SixNein said:
The simple answer is no.
The long answer is that languages all get reduced down eventually into machine code. The difference in speed between languages more or less depends upon how many layers these languages have to go through in order to accomplish that task and how often they have to do it. There is also a factor in how good a compiler is at creating optimal machine code, but layering would probably dwarf that for the most part.
A much more useful study is what algorithm gives you the lowest complexity and what dependencies it has. A good example is sorting algorithms. When would you use a hash sort vs a merge sort vs a selection sort? This will provide you much more useful information than a compassion between languages.
I had a bit of fun with this, and it illustrates SixNein's points completely. First, I chose--as always when I have a choice--to write in Ada. Why use Ada? Aren't those compilers for embedded systems and very expensive? Some are, but there is an Ada compiler, GNAT, built into gcc. The advantage over using C with gcc is that the GNAT toolset manages the linking so you don't have to create a makefile. The code you get for the same algorithm in Ada and C should run at exactly the same speed. Of course, if you make significant use of Ada generics or tasking, lots of luck generating the same code in C. But that doesn't happen here. I'll put the complete code in the next post, so you can compile and run it on your system if you like.

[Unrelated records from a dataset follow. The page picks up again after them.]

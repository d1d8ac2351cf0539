use crate::error::{ChartBumpError, Result};
use std::collections::HashMap;
use std::ops::Range;
use yaml_rust2::parser::{Event, MarkedEventReceiver, Parser};
use yaml_rust2::scanner::{Marker, TScalarStyle};

/// A YAML node that remembers where it starts in the source text.
#[derive(Debug, Clone)]
pub enum MarkedNode {
    Scalar {
        value: String,
        style: TScalarStyle,
        mark: Marker,
    },
    /// `*name`; `target` holds the anchored text when the anchor is a scalar.
    Alias {
        target: Option<String>,
        mark: Marker,
    },
    Sequence {
        items: Vec<MarkedNode>,
        mark: Marker,
    },
    Mapping {
        entries: Vec<(MarkedNode, MarkedNode)>,
        mark: Marker,
    },
}

impl MarkedNode {
    pub fn mark(&self) -> Marker {
        match self {
            MarkedNode::Scalar { mark, .. }
            | MarkedNode::Alias { mark, .. }
            | MarkedNode::Sequence { mark, .. }
            | MarkedNode::Mapping { mark, .. } => *mark,
        }
    }

    /// Text of a scalar (or of the scalar an alias points at).
    pub fn scalar_text(&self) -> Option<&str> {
        match self {
            MarkedNode::Scalar { value, .. } => Some(value),
            MarkedNode::Alias { target, .. } => target.as_deref(),
            _ => None,
        }
    }

    /// Plain `~`/`null` or an empty value.
    pub fn is_null(&self) -> bool {
        matches!(
            self,
            MarkedNode::Scalar { value, style: TScalarStyle::Plain, .. }
                if matches!(value.as_str(), "~" | "null" | "Null" | "NULL")
        )
    }

    /// First `key: value` pair of a mapping whose key is the scalar `key`.
    pub fn get(&self, key: &str) -> Option<(&MarkedNode, &MarkedNode)> {
        let MarkedNode::Mapping { entries, .. } = self else {
            return None;
        };
        entries
            .iter()
            .find(|(k, _)| matches!(k, MarkedNode::Scalar { value, .. } if value == key))
            .map(|(k, v)| (k, v))
    }
}

enum Pending {
    Sequence(Marker, Vec<MarkedNode>),
    Mapping(Marker, Vec<MarkedNode>),
}

impl Pending {
    fn finish(self) -> MarkedNode {
        match self {
            Pending::Sequence(mark, items) => MarkedNode::Sequence { items, mark },
            Pending::Mapping(mark, children) => {
                let mut entries = Vec::with_capacity(children.len() / 2);
                let mut children = children.into_iter();
                while let (Some(key), Some(value)) = (children.next(), children.next()) {
                    entries.push((key, value));
                }
                MarkedNode::Mapping { entries, mark }
            }
        }
    }
}

#[derive(Default)]
struct TreeBuilder {
    documents: Vec<MarkedNode>,
    stack: Vec<Pending>,
    anchors: HashMap<usize, String>,
}

impl TreeBuilder {
    fn attach(&mut self, node: MarkedNode) {
        match self.stack.last_mut() {
            Some(Pending::Sequence(_, children) | Pending::Mapping(_, children)) => {
                children.push(node)
            }
            None => self.documents.push(node),
        }
    }
}

impl MarkedEventReceiver for TreeBuilder {
    fn on_event(&mut self, event: Event, mark: Marker) {
        match event {
            Event::Scalar(value, style, anchor, _) => {
                if anchor > 0 {
                    self.anchors.insert(anchor, value.clone());
                }
                self.attach(MarkedNode::Scalar { value, style, mark });
            }
            Event::Alias(anchor) => {
                let target = self.anchors.get(&anchor).cloned();
                self.attach(MarkedNode::Alias { target, mark });
            }
            Event::SequenceStart(..) => self.stack.push(Pending::Sequence(mark, Vec::new())),
            Event::MappingStart(..) => self.stack.push(Pending::Mapping(mark, Vec::new())),
            Event::SequenceEnd | Event::MappingEnd => {
                if let Some(pending) = self.stack.pop() {
                    let node = pending.finish();
                    self.attach(node);
                }
            }
            _ => {}
        }
    }
}

/// A single replacement in the original text.
#[derive(Debug, Clone, PartialEq, Eq)]
pub struct TextEdit {
    pub range: Range<usize>,
    pub replacement: String,
}

/// The original document text, addressed by parser markers.
pub struct SourceText<'a> {
    text: &'a str,
    // Markers count characters; this maps a character index to its byte offset.
    offsets: Vec<usize>,
}

impl<'a> SourceText<'a> {
    pub fn new(text: &'a str) -> Self {
        let offsets = text
            .char_indices()
            .map(|(offset, _)| offset)
            .chain(std::iter::once(text.len()))
            .collect();
        Self { text, offsets }
    }

    pub fn text(&self) -> &'a str {
        self.text
    }

    pub fn byte_at(&self, mark: Marker) -> Result<usize> {
        self.offsets.get(mark.index()).copied().ok_or_else(|| {
            ChartBumpError::Descriptor(format!("position {} is outside the document", mark.index()))
        })
    }

    /// Byte range of a scalar or alias token as written, quotes included.
    pub fn span_of(&self, node: &MarkedNode) -> Result<Range<usize>> {
        let start = self.byte_at(node.mark())?;
        let rest = &self.text[start..];

        let len = match node {
            MarkedNode::Scalar {
                value,
                style: TScalarStyle::Plain,
                ..
            } => {
                if value.is_empty() || !rest.starts_with(value.as_str()) {
                    return Err(ChartBumpError::Descriptor(format!(
                        "plain value '{value}' does not sit on one line at line {}",
                        node.mark().line()
                    )));
                }
                value.len()
            }
            MarkedNode::Scalar {
                style: TScalarStyle::SingleQuoted,
                ..
            } => quoted_len(rest, b'\'')?,
            MarkedNode::Scalar {
                style: TScalarStyle::DoubleQuoted,
                ..
            } => quoted_len(rest, b'"')?,
            MarkedNode::Alias { .. } if rest.starts_with('*') => rest[1..]
                .find(|c: char| c.is_whitespace() || ",[]{}".contains(c))
                .map_or(rest.len(), |end| end + 1),
            _ => {
                return Err(ChartBumpError::Descriptor(format!(
                    "value at line {} cannot be rewritten in place",
                    node.mark().line()
                )));
            }
        };

        Ok(start..start + len)
    }

    /// Applies non-overlapping edits, leaving every other byte untouched.
    pub fn apply(&self, mut edits: Vec<TextEdit>) -> String {
        edits.sort_by(|a, b| b.range.start.cmp(&a.range.start));
        let mut out = self.text.to_string();
        for edit in edits {
            out.replace_range(edit.range, &edit.replacement);
        }
        out
    }
}

fn quoted_len(rest: &str, quote: u8) -> Result<usize> {
    let bytes = rest.as_bytes();
    if bytes.first() != Some(&quote) {
        return Err(ChartBumpError::Descriptor(
            "quoted value does not start with its quote".to_string(),
        ));
    }

    let mut i = 1;
    while i < bytes.len() {
        match bytes[i] {
            b'\\' if quote == b'"' => i += 2,
            b if b == quote => {
                if quote == b'\'' && bytes.get(i + 1) == Some(&b'\'') {
                    i += 2;
                } else {
                    return Ok(i + 1);
                }
            }
            _ => i += 1,
        }
    }

    Err(ChartBumpError::Descriptor(
        "unterminated quoted value".to_string(),
    ))
}

/// Helpers for inspecting chart and helmfile YAML structures.
pub struct YamlUtils;

impl YamlUtils {
    /// Parses every document of a (possibly `---` separated) stream.
    pub fn parse_documents(content: &str) -> Result<Vec<MarkedNode>> {
        let mut builder = TreeBuilder::default();
        Parser::new(content.chars()).load(&mut builder, true)?;
        Ok(builder.documents)
    }

    /// The top-level sequence stored under `key` (`dependencies` or `releases`).
    pub fn record_list<'n>(document: &'n MarkedNode, key: &str) -> Option<&'n [MarkedNode]> {
        match document.get(key)?.1 {
            MarkedNode::Sequence { items, .. } => Some(items),
            _ => None,
        }
    }

    /// Renders `target` for the slot an existing value occupied.
    ///
    /// Quoted values keep their quote style. Plain values stay plain unless the
    /// target would read back as something other than the same string.
    pub fn render_scalar(style: Option<TScalarStyle>, original: &str, target: &str) -> String {
        match style {
            Some(TScalarStyle::SingleQuoted) => format!("'{}'", target.replace('\'', "''")),
            Some(TScalarStyle::DoubleQuoted) => double_quoted(target),
            _ => {
                let keeps_type = looks_numeric(original) || !looks_numeric(target);
                if is_plain_safe(target) && keeps_type {
                    target.to_string()
                } else {
                    double_quoted(target)
                }
            }
        }
    }
}

fn double_quoted(value: &str) -> String {
    format!("\"{}\"", value.replace('\\', "\\\\").replace('"', "\\\""))
}

fn looks_numeric(value: &str) -> bool {
    !value.is_empty() && value.parse::<f64>().is_ok()
}

fn is_plain_safe(value: &str) -> bool {
    const RESERVED: &[&str] = &[
        "~", "null", "Null", "NULL", "true", "True", "TRUE", "false", "False", "FALSE", "yes",
        "Yes", "YES", "no", "No", "NO", "on", "On", "ON", "off", "Off", "OFF",
    ];

    let Some(first) = value.chars().next() else {
        return false;
    };

    value.trim() == value
        && !value.contains(['\n', '\r', '\t'])
        && !"-?:,[]{}#&*!|>'\"%@`".contains(first)
        && !value.contains(": ")
        && !value.contains(" #")
        && !value.ends_with(':')
        && !RESERVED.contains(&value)
}

#[cfg(test)]
mod tests {
    use super::*;

    fn first_document(text: &str) -> MarkedNode {
        YamlUtils::parse_documents(text).unwrap().remove(0)
    }

    #[test]
    fn finds_dependency_sequence() {
        let doc = first_document("dependencies:\n  - name: db\n    version: 1.0.0\n");
        assert_eq!(YamlUtils::record_list(&doc, "dependencies").unwrap().len(), 1);
    }

    #[test]
    fn missing_null_and_mapping_lists_are_absent() {
        let doc = first_document("name: app\n");
        assert!(YamlUtils::record_list(&doc, "dependencies").is_none());

        let doc = first_document("dependencies:\n");
        assert!(YamlUtils::record_list(&doc, "dependencies").is_none());

        let doc = first_document("dependencies:\n  db: 1.0.0\n");
        assert!(YamlUtils::record_list(&doc, "dependencies").is_none());
    }

    #[test]
    fn parses_every_document_of_a_stream() {
        let docs = YamlUtils::parse_documents("a: 1\n---\nb: 2\n").unwrap();
        assert_eq!(docs.len(), 2);
        assert_eq!(docs[1].get("b").unwrap().1.scalar_text(), Some("2"));
    }

    #[test]
    fn alias_resolves_to_anchored_scalar() {
        let doc = first_document("base: &v 1.0.0\nother: *v\n");
        let (_, alias) = doc.get("other").unwrap();
        assert!(matches!(alias, MarkedNode::Alias { .. }));
        assert_eq!(alias.scalar_text(), Some("1.0.0"));
    }

    #[test]
    fn spans_cover_the_written_token() {
        let text = "a: 1.0.0 # pinned\nb: 'it''s'\nc: \"x\\\"y\"\nd: *anchor\n";
        // Anchor must exist for the stream to parse.
        let text = format!("z: &anchor 0\n{text}");
        let source = SourceText::new(&text);
        let doc = first_document(&text);

        for (key, expected) in [
            ("a", "1.0.0"),
            ("b", "'it''s'"),
            ("c", "\"x\\\"y\""),
            ("d", "*anchor"),
        ] {
            let span = source.span_of(doc.get(key).unwrap().1).unwrap();
            assert_eq!(&text[span], expected, "span of {key}");
        }
    }

    #[test]
    fn spans_account_for_multibyte_text() {
        let text = "description: überprüft\nversion: 1.0.0\n";
        let source = SourceText::new(text);
        let doc = first_document(text);
        let span = source.span_of(doc.get("version").unwrap().1).unwrap();
        assert_eq!(&text[span], "1.0.0");
    }

    #[test]
    fn block_scalars_cannot_be_spliced() {
        let text = "version: |\n  1.0.0\n";
        let source = SourceText::new(text);
        let doc = first_document(text);
        assert!(source.span_of(doc.get("version").unwrap().1).is_err());
    }

    #[test]
    fn apply_replaces_only_edited_ranges() {
        let source = SourceText::new("a: 1\nb: 2\n");
        let out = source.apply(vec![
            TextEdit {
                range: 3..4,
                replacement: "10".to_string(),
            },
            TextEdit {
                range: 8..9,
                replacement: "20".to_string(),
            },
        ]);
        assert_eq!(out, "a: 10\nb: 20\n");
    }

    #[test]
    fn render_keeps_quote_style() {
        assert_eq!(
            YamlUtils::render_scalar(Some(TScalarStyle::SingleQuoted), "1.0.0", "1.1.0"),
            "'1.1.0'"
        );
        assert_eq!(
            YamlUtils::render_scalar(Some(TScalarStyle::DoubleQuoted), "1.0.0", "1.1.0"),
            "\"1.1.0\""
        );
        assert_eq!(
            YamlUtils::render_scalar(Some(TScalarStyle::Plain), "1.0.0", "1.1.0"),
            "1.1.0"
        );
    }

    #[test]
    fn render_quotes_plain_values_that_would_change_type() {
        assert_eq!(
            YamlUtils::render_scalar(Some(TScalarStyle::Plain), "1.0.0", "1.10"),
            "\"1.10\""
        );
        assert_eq!(
            YamlUtils::render_scalar(Some(TScalarStyle::Plain), "2", "3"),
            "3"
        );
        assert_eq!(
            YamlUtils::render_scalar(Some(TScalarStyle::Plain), "1.0.0", "true"),
            "\"true\""
        );
    }
}
use crate::config::BotIdentity;
use crate::error::{ChartBumpError, Result};
use regex::Regex;
use std::fmt;
use std::str::FromStr;
use std::sync::OnceLock;

pub mod factory;
pub mod github;
#[cfg(test)]
pub mod testing;

pub use factory::RepositoryFactory;
pub use github::GitHubClient;

/// `owner/name` of the repository every remote call is scoped to.
#[derive(Debug, Clone, PartialEq, Eq)]
pub struct RepoCoordinates {
    pub owner: String,
    pub name: String,
}

impl RepoCoordinates {
    pub fn new(owner: impl Into<String>, name: impl Into<String>) -> Self {
        Self {
            owner: owner.into(),
            name: name.into(),
        }
    }
}

fn coordinate_pattern() -> &'static Regex {
    static PATTERN: OnceLock<Regex> = OnceLock::new();
    PATTERN.get_or_init(|| {
        Regex::new(r"^([A-Za-z0-9_.-]+)/([A-Za-z0-9_.-]+)$").expect("static pattern is valid")
    })
}

impl FromStr for RepoCoordinates {
    type Err = ChartBumpError;

    fn from_str(value: &str) -> Result<Self> {
        let value = value.trim();
        let captures = coordinate_pattern().captures(value).ok_or_else(|| {
            ChartBumpError::InputValidation(format!(
                "repository '{value}' must be in 'owner/name' form"
            ))
        })?;

        let owner = &captures[1];
        let name = &captures[2];
        if [owner, name].iter().any(|part| *part == "." || *part == "..") {
            return Err(ChartBumpError::InputValidation(format!(
                "repository '{value}' contains a relative path segment"
            )));
        }

        Ok(Self::new(owner, name))
    }
}

impl fmt::Display for RepoCoordinates {
    fn fmt(&self, f: &mut fmt::Formatter<'_>) -> fmt::Result {
        write!(f, "{}/{}", self.owner, self.name)
    }
}

/// A create-or-update call for one file on a branch.
#[derive(Debug, Clone, PartialEq, Eq)]
pub struct FileWrite<'a> {
    pub path: &'a str,
    pub content: &'a str,
    pub message: &'a str,
    pub branch: &'a str,
    /// Blob hash the file currently has on `branch`; `None` creates the file.
    pub sha: Option<&'a str>,
    pub identity: &'a BotIdentity,
}

#[derive(Debug, Clone, PartialEq, Eq)]
pub struct PullRequestDraft<'a> {
    pub title: &'a str,
    pub body: &'a str,
    pub head: &'a str,
    pub base: &'a str,
}

#[derive(Debug, Clone, PartialEq, Eq)]
pub struct PullRequest {
    pub number: u64,
    pub html_url: String,
}

/// The version-control host operations the publish driver relies on.
///
/// `reference` arguments are given without the `refs/` prefix (`heads/main`).
pub trait RemoteRepository: Send + Sync {
    /// Commit hash the reference points at.
    fn get_ref(&self, reference: &str) -> Result<String>;

    fn create_ref(&self, reference: &str, sha: &str) -> Result<()>;

    fn update_ref(&self, reference: &str, sha: &str, force: bool) -> Result<()>;

    /// Blob hash of `path` on `branch`, or `None` when the file does not exist there.
    fn get_file_sha(&self, path: &str, branch: &str) -> Result<Option<String>>;

    /// Creates or updates a file, returning the new commit hash.
    fn put_file(&self, write: &FileWrite<'_>) -> Result<String>;

    fn create_pull_request(&self, draft: &PullRequestDraft<'_>) -> Result<PullRequest>;
}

I wanted to try writing the key loop two ways in Ada. That became three, and then four, and needed details on the real-time clock Ada was providing, and the resolution of the time types provided with it, to understand the results. I broke the second example so compilations wouldn't last for hours, while I was debugging my code. Why did I have to break the second case? Ada rules say that 0.9999999999**100000000 is a numeric literal, where ** is exponentiation, and it has to be computed exactly. ;-) The problem isn't evaluating the expression, it is keeping all those decimals around while it does so. The compiler (gcc) runs for around four hours, then hits Storage_Error when the number is too big to fit in 2 Gigabytes. (Yes, I have much more memory than that on my system, but the limit is on the bignum type.) Anyway, I broke the numeric expression up differently than in the third case, the whole program compiles in under a minute now.
The next issue is why I have a lot of large multipliers in the timing code, and why I added the output at the head. Found that the compiler was using 80-bit arithmetic for Long_Long_Float and storing it in three 32-bit words. Interesting. But let me show you the full output:
Sanity Checks.
Long_Long_Float'Size is 96 bits.
Duration'Small is 0.0010 Microseconds.
Real_Time.Tick is 0.2910 Microseconds.
Real_Time.Time_Unit is 0.0010 Microseconds.
Multiplication result was 0.045399907063 and took 147318.304 Microseconds.
Exponentiation result was 0.045399907063 and took 0.291 Microseconds.
Exponentiation 2 result was 0.045399907062 and took 0.583 Microseconds.
Fast exponentiation result was 0.045399907062 and took 0.875 Microseconds.
I gave up on trying to get that monospaced. \mathtt gets a typewriter font in LaTex, but then I have to redo the spacing and line breaks explicitly. Not worth the trouble. Now to discuss the results. That first time looks huge, but it is in microseconds. It is actually 0.1473... seconds. That may be the fastest time so far reported here, but if I ran the C code I should get close to the same thing. But the thing you should do if your program is too slow is not to look for tweaks here and there, but to use a better algorithm. I understand that this program was intended as a benchmark, but these results one, two, and three clock ticks respectively, and for a fast real-time clock, indicate that there is some magic going on under the hood. When I wrote the second case (exponentiation) I realized that the compiler was going to try to do everything at compile time, and it did. But Ada rules say that numeric literals evaluated at compile time must be evaluated exactly. Breaking the expression up this way (X := 1000.0; Y := 0.999_999_9**10_000; Y := Y**10_000; X := X*Y; ) took maybe thirty seconds of grinding at compile time, then stuffed the first 64-bits plus exponent into Y, and raised that to the 10,000th power at run-time. But how did it do that last step so quickly? Probably by calling the built-in power function in the chip.
We can guess that exponentiation 2 used the same trick, but calling the power function with an exponent of 100,000,000 instead of 10,000 apparently used another clock tick. (Incidentally, if the clock function is called twice during a tick it adds the smallest increment here, one nanosecond, to the value returned. Twice that for the third call, and so on. This means that you always get a unique value for the clock call. With a six core processor, and this code running on just one core, this can add a few nanoseconds to the value which should be ignored. It can also subtract nanoseconds if the starting call to clock is not the first call in that interval.)
Finally, the third approach can't be short-circuited by trig or exponential functions. It computes 0.9999999 times itself 100,000,000 times. That code would work even if both values were entered from the keyboard when the program was already running, and it did the calculation 168 thousand times faster.
So:
1. Use a language which makes the structure of the problem visible.
2. Use that to find a better algorithm, if needed.